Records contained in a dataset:
━━━━━━━━━━━━━━━━━━━━━━━━━━━━━━

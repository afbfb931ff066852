use super::Direction;
use super::TieBreaker;

/// A tie-breaker which simply selects the first variable that it receives with the "best" value
/// according to the provided [`Direction`].
///
/// Offering the variables in increasing index order therefore breaks ties towards the lowest
/// index.
#[derive(Debug)]
pub struct InOrderTieBreaker<Var, Value> {
    /// The selected variable and its value, [`None`] if nothing has been considered yet
    selected: Option<(Var, Value)>,
    direction: Direction,
}

impl<Var, Value> InOrderTieBreaker<Var, Value> {
    pub fn new(direction: Direction) -> Self {
        Self {
            selected: None,
            direction,
        }
    }
}

impl<Var: Copy, Value: PartialOrd> TieBreaker<Var, Value> for InOrderTieBreaker<Var, Value> {
    fn consider(&mut self, variable: Var, value: Value) {
        let improves = match &self.selected {
            None => true,
            Some((_, selected_value)) => match self.direction {
                Direction::Maximum => value > *selected_value,
                Direction::Minimum => value < *selected_value,
            },
        };

        if improves {
            self.selected = Some((variable, value));
        }
    }

    fn select(&mut self) -> Option<Var> {
        self.selected.take().map(|(variable, _)| variable)
    }

    fn get_direction(&self) -> Direction {
        self.direction
    }
}

#[cfg(test)]
mod tests {
    use super::*;
    use crate::engine::variables::DomainId;

    #[test]
    fn first_of_equal_minimum_values_is_selected() {
        let mut breaker = InOrderTieBreaker::new(Direction::Minimum);

        breaker.consider(DomainId::new(0), 10);
        breaker.consider(DomainId::new(1), 5);
        breaker.consider(DomainId::new(2), 5);

        assert_eq!(Some(DomainId::new(1)), breaker.select());
    }

    #[test]
    fn maximum_direction_keeps_the_largest() {
        let mut breaker = InOrderTieBreaker::new(Direction::Maximum);

        breaker.consider(DomainId::new(0), 1);
        breaker.consider(DomainId::new(1), 7);
        breaker.consider(DomainId::new(2), 3);

        assert_eq!(Some(DomainId::new(1)), breaker.select());
    }

    #[test]
    fn selecting_resets_the_breaker() {
        let mut breaker = InOrderTieBreaker::new(Direction::Minimum);
        breaker.consider(DomainId::new(0), 1);

        let _ = breaker.select();

        assert_eq!(None, breaker.select());
    }
}
use super::TerminationCondition;

/// A [`TerminationCondition`] which never triggers. The solver can search forever.
#[derive(Clone, Copy, Debug)]
pub struct Indefinite;

impl TerminationCondition for Indefinite {
    fn should_stop(&mut self) -> bool {
        false
    }
}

━━━━━━━━━━━━━━━━━━━━━━━━━━━━━━

TASK DESCRIPTION:
Show every line of the entries above where the word "TerminationCondition" occurs.

EXERCISE ANSWER:
use super::TerminationCondition;
/// A [`TerminationCondition`] which never triggers. The solver can search forever.
impl TerminationCondition for Indefinite {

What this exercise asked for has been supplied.